Journaliste à Mediapart

La frustration de Douma, notre devoir d'informer et de s'informer

J'ai appris l'existence du massacre de Douma en ouvrant mon compte Facebook, lundi matin. Une ribambelle de photos plus poignantes les unes que les autres ont défilé sur ma timeline : amis syriens, activistes présents aux quatre coins du pays, journalistes couvrant le conflit...

MARIE KOSTRZ

Journaliste à Mediapart

J'ai appris l'existence du massacre de Douma en ouvrant mon compte Facebook, lundi matin. Une ribambelle de photos plus poignantes les unes que les autres ont défilé sur ma timeline : amis syriens, activistes présents aux quatre coins du pays, journalistes couvrant le conflit... Tous ont posté des clichés de corps inertes alignés dans des draps blancs, de chair déchiquetée, de portrait d'amis décédés accompagnés de smileys qui pleurent, certainement autant qu'eux derrière leurs écrans d'ordinateurs.
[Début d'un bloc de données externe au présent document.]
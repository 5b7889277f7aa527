// Core market logic: data model, tick merge, classification, task lifecycle

pub mod types;
pub mod merge;
pub mod market_state;
pub mod recovery;

// Re-export commonly used types
pub use types::{
    asset_list, AiSignal, Asset, AssetList, FearGreedData, GlobalData, MarketRegime,
    PriceDirection, PriceUpdate, PriceUpdates, WsStatus,
};
pub use merge::merge_ticks;
pub use market_state::{classify, compute_signal, detect_regime, MarketSnapshot};
pub use recovery::{ReconnectPolicy, Shutdown};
Des photos de civils encore vivants aussi, hurlant leur souffrance à la mort, elle qui les traquent depuis quatre ans. Gros pincement au cœur...

Encore un massacre.

Un de plus dans la Ghouta orientale, sur un marché de légumes, vers treize heures, lorsqu'il est bondé, pour bien faire plein de blessés. Et de morts, bien sûr, plus d'une centaine.
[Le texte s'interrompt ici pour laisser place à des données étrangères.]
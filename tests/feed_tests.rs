// Integration tests for the leader's live feed: reconnects, REST fallback, ticker stream

mod common;

use common::{asset, create_test_config, eventually};
use futures_util::{SinkExt, StreamExt};
use market_sync::core::{asset_list, ReconnectPolicy, Shutdown};
use market_sync::feed::{supervise_stream, MarketApi, SessionReport, StreamExit};
use market_sync::{
    Action, Database, Dispatcher, FeedOrchestrator, PriceHistory, Store, SyncError, WsStatus,
};
use mockito::Matcher;
use std::sync::atomic::{AtomicU32, Ordering};
use std::sync::Arc;
use std::time::Duration;
use tokio::net::TcpListener;
use tokio_tungstenite::tungstenite::protocol::Message;

const MARKETS_BODY: &str = r#"[
    {"id":"bitcoin","symbol":"btc","name":"Bitcoin","current_price":64000.0,"market_cap":1.2e12,
     "market_cap_rank":1,"price_change_percentage_24h":2.5},
    {"id":"ethereum","symbol":"eth","name":"Ethereum","current_price":3200.0,"market_cap":3.8e11,
     "market_cap_rank":2,"price_change_percentage_24h":1.9}
]"#;

#[tokio::test]
async fn test_stream_gives_up_after_eight_reconnects() {
    let dispatcher = Dispatcher::local(Store::new());
    let shutdown = Shutdown::new();
    let policy = ReconnectPolicy::new(8, Duration::from_millis(1), Duration::from_millis(5), 2.0);
    let calls = Arc::new(AtomicU32::new(0));

    let counter = Arc::clone(&calls);
    let exit = supervise_stream(
        move || {
            counter.fetch_add(1, Ordering::SeqCst);
            async { SessionReport::failed_to_connect(SyncError::StreamConnection("refused".to_string())) }
        },
        &policy,
        &dispatcher,
        &shutdown,
    )
    .await;

    assert_eq!(exit, StreamExit::Exhausted(8));
    // Initial connect plus eight reconnects
    assert_eq!(calls.load(Ordering::SeqCst), 9);
    assert_ne!(dispatcher.state().ws_status, WsStatus::Connected);
    assert_eq!(dispatcher.state().ws_status, WsStatus::Disconnected);
}

#[test]
fn test_default_backoff_grows_and_is_bounded() {
    let policy = ReconnectPolicy::default();
    assert_eq!(policy.max_attempts(), 8);

    let mut previous = Duration::ZERO;
    for attempt in 1..=policy.max_attempts() {
        let delay = policy.delay_for(attempt).unwrap();
        assert!(delay >= previous);
        assert!(delay <= Duration::from_secs(30));
        previous = delay;
    }
    assert!(policy.delay_for(policy.max_attempts() + 1).is_none());
}

#[tokio::test]
async fn test_shutdown_interrupts_backoff() {
    let dispatcher = Dispatcher::local(Store::new());
    let shutdown = Shutdown::new();
    let policy = ReconnectPolicy::new(8, Duration::from_secs(10), Duration::from_secs(30), 2.0);

    let trigger = shutdown.clone();
    tokio::spawn(async move {
        tokio::time::sleep(Duration::from_millis(50)).await;
        trigger.trigger();
    });

    let exit = tokio::time::timeout(
        Duration::from_secs(2),
        supervise_stream(
            || async { SessionReport::failed_to_connect(SyncError::StreamConnection("refused".to_string())) },
            &policy,
            &dispatcher,
            &shutdown,
        ),
    )
    .await
    .expect("backoff sleep was not cancelled");

    assert_eq!(exit, StreamExit::Shutdown);
    assert_eq!(dispatcher.state().ws_status, WsStatus::Reconnecting);
}

#[tokio::test]
async fn test_proxy_failure_falls_back_to_upstream() {
    let mut server = mockito::Server::new_async().await;
    let proxy = server
        .mock("GET", "/proxy/coins/markets")
        .match_query(Matcher::Any)
        .with_status(500)
        .expect(1)
        .create_async()
        .await;
    let upstream = server
        .mock("GET", "/coins/markets")
        .match_query(Matcher::UrlEncoded("vs_currency".into(), "usd".into()))
        .with_status(200)
        .with_header("content-type", "application/json")
        .with_body(MARKETS_BODY)
        .expect(1)
        .create_async()
        .await;

    let mut config = create_test_config();
    config.feed.proxy_base_url = format!("{}/proxy", server.url());
    config.feed.upstream_base_url = server.url();

    let assets = MarketApi::new(&config.feed).markets().await.unwrap();
    assert_eq!(assets.len(), 2);
    assert_eq!(assets[0].symbol, "BTC");
    assert_eq!(assets[1].symbol_key(), "ethusdt");

    proxy.assert_async().await;
    upstream.assert_async().await;
}

#[tokio::test]
async fn test_healthy_proxy_skips_upstream() {
    let mut server = mockito::Server::new_async().await;
    let proxy = server
        .mock("GET", "/proxy/fng")
        .match_query(Matcher::Any)
        .with_status(200)
        .with_body(r#"{"data":[{"value":"25","value_classification":"Extreme Fear"}]}"#)
        .expect(1)
        .create_async()
        .await;
    let upstream = server
        .mock("GET", "/fng")
        .match_query(Matcher::Any)
        .expect(0)
        .create_async()
        .await;

    let mut config = create_test_config();
    config.feed.proxy_base_url = format!("{}/proxy", server.url());
    config.feed.fear_greed_url = format!("{}/fng?limit=1", server.url());

    let data = MarketApi::new(&config.feed).fear_greed().await.unwrap();
    assert_eq!(data.value, 25);
    assert_eq!(data.label, "Extreme Fear");

    proxy.assert_async().await;
    upstream.assert_async().await;
}

#[tokio::test]
async fn test_global_stats_without_proxy() {
    let mut server = mockito::Server::new_async().await;
    let global = server
        .mock("GET", "/global")
        .match_query(Matcher::Any)
        .with_status(200)
        .with_body(
            r#"{"data":{"active_cryptocurrencies":9000,"total_market_cap":{"usd":2.0e12},
                "total_volume":{"usd":8.0e10},"market_cap_percentage":{"btc":50.0,"eth":17.5},
                "market_cap_change_percentage_24h_usd":1.25}}"#,
        )
        .create_async()
        .await;

    let mut config = create_test_config();
    config.feed.upstream_base_url = server.url();

    let data = MarketApi::new(&config.feed).global().await.unwrap();
    assert_eq!(data.total_mcap, 2.0e12);
    assert_eq!(data.eth_dominance, 17.5);
    global.assert_async().await;
}

#[tokio::test]
async fn test_unresponsive_upstream_times_out() {
    let listener = TcpListener::bind("127.0.0.1:0").await.unwrap();
    let addr = listener.local_addr().unwrap();
    // Accept connections and never answer
    let silent = tokio::spawn(async move {
        let mut held = Vec::new();
        while let Ok((socket, _)) = listener.accept().await {
            held.push(socket);
        }
    });

    let mut config = create_test_config();
    config.feed.upstream_base_url = format!("http://{}", addr);
    config.feed.rest_timeout_ms = 200;

    let started = std::time::Instant::now();
    let result = MarketApi::new(&config.feed).markets().await;
    assert!(matches!(result, Err(SyncError::ApiTimeout(_))));
    assert!(started.elapsed() < Duration::from_secs(2));

    silent.abort();
}

#[tokio::test]
async fn test_market_refresh_failure_surfaces_error() {
    let mut server = mockito::Server::new_async().await;
    let _markets = server
        .mock("GET", "/coins/markets")
        .match_query(Matcher::Any)
        .with_status(500)
        .create_async()
        .await;

    let mut config = create_test_config();
    config.feed.ws_url = "ws://127.0.0.1:1".to_string();
    config.feed.upstream_base_url = server.url();
    config.feed.fear_greed_url = format!("{}/fng?limit=1", server.url());
    config.feed.reconnect_base_delay_ms = 5;
    config.feed.reconnect_max_delay_ms = 10;
    config.feed.reconnect_max_attempts = 2;

    let dispatcher = Dispatcher::local(Store::new());
    let feed = FeedOrchestrator::new(&config, None).start(dispatcher.clone());

    let surfaced = eventually(Duration::from_secs(3), || {
        let state = dispatcher.state();
        state.error.is_some() && !state.loading
    })
    .await;
    assert!(surfaced);
    assert!(dispatcher.state().assets.is_empty());

    assert!(
        eventually(Duration::from_secs(3), || dispatcher.state().ws_status == WsStatus::Disconnected)
            .await
    );

    feed.stop().await;
}

#[tokio::test]
async fn test_ticker_stream_updates_prices_and_history() {
    let listener = TcpListener::bind("127.0.0.1:0").await.unwrap();
    let addr = listener.local_addr().unwrap();

    let server = tokio::spawn(async move {
        let (socket, _) = listener.accept().await.unwrap();
        let mut ws = tokio_tungstenite::accept_async(socket).await.unwrap();

        let subscribe = ws.next().await.unwrap().unwrap();
        let subscribe = subscribe.to_text().unwrap().to_string();

        ws.send(Message::Text(r#"{"result":null,"id":1}"#.to_string())).await.unwrap();
        ws.send(Message::Text(
            r#"{"stream":"btcusdt@ticker","data":{"e":"24hrTicker","s":"BTCUSDT","c":"65000.5","P":"3.1","h":"65500","l":"62000","q":"1000000"}}"#
                .to_string(),
        ))
        .await
        .unwrap();

        while let Some(Ok(_)) = ws.next().await {}
        subscribe
    });

    let db = Database::new_in_memory().unwrap();
    db.run_migrations().unwrap();

    let mut config = create_test_config();
    config.feed.ws_url = format!("ws://{}", addr);
    config.feed.upstream_base_url = "http://127.0.0.1:1".to_string();
    config.feed.fear_greed_url = "http://127.0.0.1:1/fng?limit=1".to_string();

    let dispatcher = Dispatcher::local(Store::new());
    dispatcher.dispatch(Action::UpdateMarkets(asset_list(vec![
        asset("BTC", 60_000.0, 1.0),
        asset("ETH", 3_000.0, 1.0),
    ])));

    let feed = FeedOrchestrator::new(&config, Some(db.clone())).start(dispatcher.clone());

    let ticked = eventually(Duration::from_secs(3), || dispatcher.state().assets[0].price == 65_000.5).await;
    assert!(ticked);

    let state = dispatcher.state();
    assert_eq!(state.ws_status, WsStatus::Connected);
    assert_eq!(state.assets[0].change24h, 3.1);
    assert_eq!(state.assets[1].price, 3_000.0);
    assert_eq!(dispatcher.prices().read("btcusdt"), Some(65_000.5));

    let history = PriceHistory::new(db, config.storage.history_len);
    let recorded = eventually(Duration::from_secs(2), || {
        history.load_recent("btcusdt", 10).map(|p| p.len() == 1).unwrap_or(false)
    })
    .await;
    assert!(recorded);
    let points = history.load_recent("btcusdt", 10).unwrap();
    assert_eq!(points[0].price, 65_000.5);

    feed.stop().await;

    let subscribe = server.await.unwrap();
    let subscribe: serde_json::Value = serde_json::from_str(&subscribe).unwrap();
    assert_eq!(subscribe["method"], "SUBSCRIBE");
    assert_eq!(subscribe["params"][0], "btcusdt@ticker");
}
Malgré tous les articles que j'ai pu écrire sur les massacres qui ont été perpétrés par le régime syrien depuis 2011 dans la Ghouta, j'ai du mal à réaliser l'horreur qui s'y trame. Je n'ai pas visité la Ghouta pendant la guerre, et elle reste associée dans mon esprit à des souvenirs extrêmement partiels : un parc d'attraction et un alignement de garages et de bicoques extrêmement pauvres, à Harasta, autre ville de la Ghouta. Le parc d'attraction car pendant mes études, une prof nous avait raconté la planification anarchique de cette zone agricole de plus en plus grignotée par des lieux de divertissements dont les Damascènes raffolaient. Le garage et les bicoques car je passais devant à chaque fois que je me rendais à la station de bus Pullman, pour partir en excursion à travers la Syrie, quand j'y habitais. C'est parfois dur d'écrire sur un massacre auquel on n'a pas assisté, dans une zone où on n'a pas pu se rendre, de parler à des rescapés sur Facebook en étant dans sa chambre à Beyrouth, quand eux sont à une centaine de kilomètres à vol d'oiseau et ont la patience de vous raconter l'horreur absolue en sachant très bien que vous ne pourrait pas vraiment comprendre.
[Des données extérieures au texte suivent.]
// Integration tests for price history and the market cache

mod common;

use common::{asset, create_temp_db_dir, create_test_config};
use market_sync::core::asset_list;
use market_sync::{Database, PriceHistory, StateCache, SyncError, Tab};

#[test]
fn test_database_creation() {
    let (_temp_dir, db_path) = create_temp_db_dir();

    let db = Database::open_and_migrate(&db_path).expect("Failed to create database");
    assert!(db_path.exists());
    assert!(db.health_check().unwrap());
}

#[test]
fn test_nested_path_is_created() {
    let (temp_dir, _) = create_temp_db_dir();
    let nested = temp_dir.path().join("data").join("tabs").join("sync.db");

    Database::open_and_migrate(&nested).expect("Failed to create nested database");
    assert!(nested.exists());
}

#[test]
fn test_unusable_path_reports_degraded_storage() {
    let (temp_dir, _) = create_temp_db_dir();
    let blocker = temp_dir.path().join("not_a_dir");
    std::fs::write(&blocker, b"plain file").unwrap();

    let err = Database::open_and_migrate(blocker.join("sync.db")).unwrap_err();
    assert!(matches!(err, SyncError::StorageConnection(_)));
    assert_eq!(err.category(), "storage");
    assert!(!err.is_retryable());
    assert!(err.user_message().contains("Price history and warm start are disabled"));
}

#[test]
fn test_history_survives_reopen() {
    let (_temp_dir, db_path) = create_temp_db_dir();

    {
        let db = Database::open_and_migrate(&db_path).unwrap();
        let history = PriceHistory::new(db, 5);
        for i in 0..8 {
            history.save("btcusdt", 60_000.0 + i as f64).unwrap();
        }
    }

    let db = Database::open_and_migrate(&db_path).unwrap();
    let history = PriceHistory::new(db, 5);
    let points = history.load_recent("btcusdt", 20).unwrap();

    let prices: Vec<f64> = points.iter().map(|p| p.price).collect();
    assert_eq!(prices, vec![60_003.0, 60_004.0, 60_005.0, 60_006.0, 60_007.0]);
    assert!(points.iter().all(|p| p.symbol == "btcusdt" && !p.recorded_at.is_empty()));
}

#[test]
fn test_history_is_kept_per_symbol() {
    let db = Database::new_in_memory().unwrap();
    db.run_migrations().unwrap();
    let history = PriceHistory::new(db, 2);

    history.save("btcusdt", 1.0).unwrap();
    history.save("ethusdt", 2.0).unwrap();
    history.save("btcusdt", 3.0).unwrap();
    history.save("btcusdt", 4.0).unwrap();

    assert_eq!(history.load_recent("btcusdt", 10).unwrap().len(), 2);
    assert_eq!(history.load_recent("ethusdt", 10).unwrap().len(), 1);
    assert!(history.load_recent("solusdt", 10).unwrap().is_empty());
}

#[test]
fn test_market_cache_overwrites_previous_list() {
    let (_temp_dir, db_path) = create_temp_db_dir();
    let cache = StateCache::new(Database::open_and_migrate(&db_path).unwrap());
    assert!(cache.load_assets().unwrap().is_none());

    cache.save_assets(&asset_list(vec![asset("BTC", 1.0, 0.0)])).unwrap();
    cache
        .save_assets(&asset_list(vec![asset("ETH", 2.0, 0.0), asset("SOL", 3.0, 0.0)]))
        .unwrap();

    let cached = cache.load_assets().unwrap().unwrap();
    assert_eq!(cached.len(), 2);
    assert_eq!(cached[0].symbol, "ETH");
}

#[tokio::test]
async fn test_tab_warm_starts_from_cached_markets() {
    let (_temp_dir, db_path) = create_temp_db_dir();
    let db = Database::open_and_migrate(&db_path).unwrap();
    StateCache::new(db.clone())
        .save_assets(&asset_list(vec![asset("BTC", 64_000.0, 6.0), asset("ETH", 3_100.0, 6.0)]))
        .unwrap();

    let config = create_test_config();
    let tab = Tab::launch(&config, None, Some(db)).await.unwrap();

    let state = tab.state();
    assert!(!state.loading);
    assert_eq!(state.assets.len(), 2);
    assert_eq!(state.assets[1].price, 3_100.0);

    tab.close().await;
}

#[tokio::test]
async fn test_tab_without_cache_starts_loading() {
    let (_temp_dir, db_path) = create_temp_db_dir();
    let db = Database::open_and_migrate(&db_path).unwrap();

    let mut config = create_test_config();
    config.storage.cache_markets = false;
    StateCache::new(db.clone())
        .save_assets(&asset_list(vec![asset("BTC", 64_000.0, 6.0)]))
        .unwrap();

    let tab = Tab::launch(&config, None, Some(db)).await.unwrap();
    assert!(tab.state().loading);
    assert!(tab.state().assets.is_empty());

    tab.close().await;
}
La Ghouta est à présent une zone assiégée par le régime syrien depuis plus de deux ans, un immense cimetière à ciel ouvert où les habitants essayent de survivre entre deux attaques au baril de dynamite, deux tirs d'artillerie ou de roquettes, qui rendent leurs vies aussi fragiles et insignifiantes que celle d'un tas de fourmis.

Une humanité niée

Le réflexe, en tant que journaliste, est de contacter les gens qui sont sur place, à Douma. Pour raconter, pour que cette nouvelle boucherie ne tombe pas aux oubliettes, parce qu'un article de plus ne changera rien mais qu'il constitue néanmoins une documentation, et que viendra un jour, je l'espère, où les auteurs de ces crimes seront jugés. Oui, certains journalistes ont foi en leur métier.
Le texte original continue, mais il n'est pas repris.